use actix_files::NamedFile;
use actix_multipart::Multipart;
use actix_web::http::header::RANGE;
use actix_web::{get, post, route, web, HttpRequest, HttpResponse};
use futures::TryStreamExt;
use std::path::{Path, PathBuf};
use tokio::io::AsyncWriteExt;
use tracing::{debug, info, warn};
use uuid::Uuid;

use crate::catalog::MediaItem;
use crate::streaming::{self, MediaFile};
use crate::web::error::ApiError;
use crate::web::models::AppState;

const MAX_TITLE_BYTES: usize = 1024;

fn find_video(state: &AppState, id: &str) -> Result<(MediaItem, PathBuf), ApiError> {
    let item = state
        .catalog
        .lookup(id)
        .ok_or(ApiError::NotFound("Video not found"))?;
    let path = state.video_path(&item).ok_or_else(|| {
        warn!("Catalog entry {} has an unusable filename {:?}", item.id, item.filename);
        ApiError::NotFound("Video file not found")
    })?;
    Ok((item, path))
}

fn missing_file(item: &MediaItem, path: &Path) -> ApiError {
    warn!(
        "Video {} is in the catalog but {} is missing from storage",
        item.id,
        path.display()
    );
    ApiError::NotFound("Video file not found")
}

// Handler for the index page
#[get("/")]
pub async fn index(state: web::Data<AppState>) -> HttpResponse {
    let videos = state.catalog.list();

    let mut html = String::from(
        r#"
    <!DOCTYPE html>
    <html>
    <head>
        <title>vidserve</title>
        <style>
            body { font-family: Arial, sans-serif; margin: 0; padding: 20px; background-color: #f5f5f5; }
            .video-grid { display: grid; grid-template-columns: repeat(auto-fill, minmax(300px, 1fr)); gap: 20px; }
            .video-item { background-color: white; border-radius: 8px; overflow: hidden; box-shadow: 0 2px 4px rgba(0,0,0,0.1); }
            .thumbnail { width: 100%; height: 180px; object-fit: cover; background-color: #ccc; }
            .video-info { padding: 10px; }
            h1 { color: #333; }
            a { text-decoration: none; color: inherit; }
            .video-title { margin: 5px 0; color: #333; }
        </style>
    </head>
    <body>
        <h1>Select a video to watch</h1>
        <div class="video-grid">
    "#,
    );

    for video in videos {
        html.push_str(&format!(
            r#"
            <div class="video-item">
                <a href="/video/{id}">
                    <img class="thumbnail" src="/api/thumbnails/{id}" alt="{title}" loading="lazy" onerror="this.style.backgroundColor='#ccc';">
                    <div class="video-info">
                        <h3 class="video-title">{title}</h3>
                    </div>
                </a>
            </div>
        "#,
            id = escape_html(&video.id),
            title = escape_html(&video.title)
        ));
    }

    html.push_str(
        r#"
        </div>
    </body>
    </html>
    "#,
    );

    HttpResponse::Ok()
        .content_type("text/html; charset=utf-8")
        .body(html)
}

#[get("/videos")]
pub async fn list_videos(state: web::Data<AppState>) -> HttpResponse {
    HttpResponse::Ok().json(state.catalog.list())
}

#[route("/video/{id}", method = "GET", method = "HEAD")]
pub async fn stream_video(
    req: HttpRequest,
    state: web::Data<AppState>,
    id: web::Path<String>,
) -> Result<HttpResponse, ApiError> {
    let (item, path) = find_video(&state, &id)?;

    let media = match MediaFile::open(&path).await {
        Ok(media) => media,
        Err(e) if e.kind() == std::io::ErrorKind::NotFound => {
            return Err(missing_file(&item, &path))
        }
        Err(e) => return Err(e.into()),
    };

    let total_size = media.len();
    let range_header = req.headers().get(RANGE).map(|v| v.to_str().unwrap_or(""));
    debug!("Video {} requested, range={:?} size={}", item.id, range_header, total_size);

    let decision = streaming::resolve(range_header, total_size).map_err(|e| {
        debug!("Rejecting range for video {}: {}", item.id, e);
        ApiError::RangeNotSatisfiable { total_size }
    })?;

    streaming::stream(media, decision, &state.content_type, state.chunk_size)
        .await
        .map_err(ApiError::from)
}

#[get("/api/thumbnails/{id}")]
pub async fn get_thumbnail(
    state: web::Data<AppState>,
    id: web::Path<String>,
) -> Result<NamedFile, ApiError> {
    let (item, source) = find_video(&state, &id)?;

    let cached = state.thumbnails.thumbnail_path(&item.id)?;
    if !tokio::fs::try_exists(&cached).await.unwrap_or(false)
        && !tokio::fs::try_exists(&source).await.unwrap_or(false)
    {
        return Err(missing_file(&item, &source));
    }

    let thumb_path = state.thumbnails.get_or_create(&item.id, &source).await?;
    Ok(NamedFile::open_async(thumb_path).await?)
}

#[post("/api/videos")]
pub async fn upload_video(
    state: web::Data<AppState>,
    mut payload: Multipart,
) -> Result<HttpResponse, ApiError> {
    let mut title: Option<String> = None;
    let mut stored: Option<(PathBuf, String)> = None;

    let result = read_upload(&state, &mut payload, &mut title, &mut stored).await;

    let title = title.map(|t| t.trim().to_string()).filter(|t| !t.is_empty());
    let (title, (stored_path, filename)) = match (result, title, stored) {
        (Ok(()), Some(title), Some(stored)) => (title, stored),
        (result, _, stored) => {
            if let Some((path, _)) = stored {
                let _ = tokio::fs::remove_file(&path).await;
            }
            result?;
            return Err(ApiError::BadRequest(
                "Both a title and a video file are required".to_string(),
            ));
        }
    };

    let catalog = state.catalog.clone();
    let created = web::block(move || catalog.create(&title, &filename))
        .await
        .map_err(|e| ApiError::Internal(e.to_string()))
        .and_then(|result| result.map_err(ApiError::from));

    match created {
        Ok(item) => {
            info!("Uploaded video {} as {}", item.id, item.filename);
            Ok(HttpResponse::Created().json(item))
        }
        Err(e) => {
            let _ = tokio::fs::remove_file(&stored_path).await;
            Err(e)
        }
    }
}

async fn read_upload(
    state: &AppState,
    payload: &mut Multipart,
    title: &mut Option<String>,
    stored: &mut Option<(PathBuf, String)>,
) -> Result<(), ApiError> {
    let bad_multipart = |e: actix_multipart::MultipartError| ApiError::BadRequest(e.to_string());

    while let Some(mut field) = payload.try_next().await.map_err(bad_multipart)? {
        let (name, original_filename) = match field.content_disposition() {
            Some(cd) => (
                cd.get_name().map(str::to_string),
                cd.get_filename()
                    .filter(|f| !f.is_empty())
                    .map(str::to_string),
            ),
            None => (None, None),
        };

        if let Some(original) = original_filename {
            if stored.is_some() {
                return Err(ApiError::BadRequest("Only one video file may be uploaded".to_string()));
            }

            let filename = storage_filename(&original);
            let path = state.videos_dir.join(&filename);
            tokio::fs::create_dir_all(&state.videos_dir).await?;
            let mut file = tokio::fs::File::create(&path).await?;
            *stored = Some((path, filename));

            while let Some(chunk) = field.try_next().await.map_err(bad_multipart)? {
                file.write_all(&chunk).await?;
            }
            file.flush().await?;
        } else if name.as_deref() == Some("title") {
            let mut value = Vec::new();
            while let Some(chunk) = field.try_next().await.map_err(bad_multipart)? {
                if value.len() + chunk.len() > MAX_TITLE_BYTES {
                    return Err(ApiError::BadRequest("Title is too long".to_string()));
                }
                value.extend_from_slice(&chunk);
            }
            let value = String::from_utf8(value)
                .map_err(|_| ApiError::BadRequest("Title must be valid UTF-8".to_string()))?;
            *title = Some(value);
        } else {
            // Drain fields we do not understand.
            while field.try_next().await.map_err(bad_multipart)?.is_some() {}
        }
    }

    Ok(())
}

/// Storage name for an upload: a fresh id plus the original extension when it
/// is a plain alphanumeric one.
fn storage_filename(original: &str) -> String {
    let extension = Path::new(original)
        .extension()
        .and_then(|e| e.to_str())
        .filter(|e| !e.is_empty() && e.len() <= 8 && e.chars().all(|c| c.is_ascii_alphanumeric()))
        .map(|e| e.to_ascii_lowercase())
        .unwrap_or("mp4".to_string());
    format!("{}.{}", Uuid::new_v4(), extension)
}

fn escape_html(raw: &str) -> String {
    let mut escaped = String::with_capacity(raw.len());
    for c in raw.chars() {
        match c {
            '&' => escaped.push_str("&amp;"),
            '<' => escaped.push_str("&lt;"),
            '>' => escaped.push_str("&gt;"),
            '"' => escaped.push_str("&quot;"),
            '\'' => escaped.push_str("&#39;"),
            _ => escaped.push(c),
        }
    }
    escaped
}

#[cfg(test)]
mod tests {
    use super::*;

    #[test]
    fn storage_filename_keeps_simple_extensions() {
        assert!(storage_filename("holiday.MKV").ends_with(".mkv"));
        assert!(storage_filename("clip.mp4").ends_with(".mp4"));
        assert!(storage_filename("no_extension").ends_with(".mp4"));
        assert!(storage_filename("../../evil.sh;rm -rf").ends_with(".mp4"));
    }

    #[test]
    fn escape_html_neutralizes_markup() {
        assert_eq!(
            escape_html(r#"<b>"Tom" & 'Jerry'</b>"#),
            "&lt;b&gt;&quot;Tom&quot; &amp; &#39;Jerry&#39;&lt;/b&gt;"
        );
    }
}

Your instructions
Working from the entries above, filter out every line that lacks "source" and copy what remains.

Task result
    let (item, source) = find_video(&state, &id)?;
        && !tokio::fs::try_exists(&source).await.unwrap_or(false)
        return Err(missing_file(&item, &source));
    let thumb_path = state.thumbnails.get_or_create(&item.id, &source).await?;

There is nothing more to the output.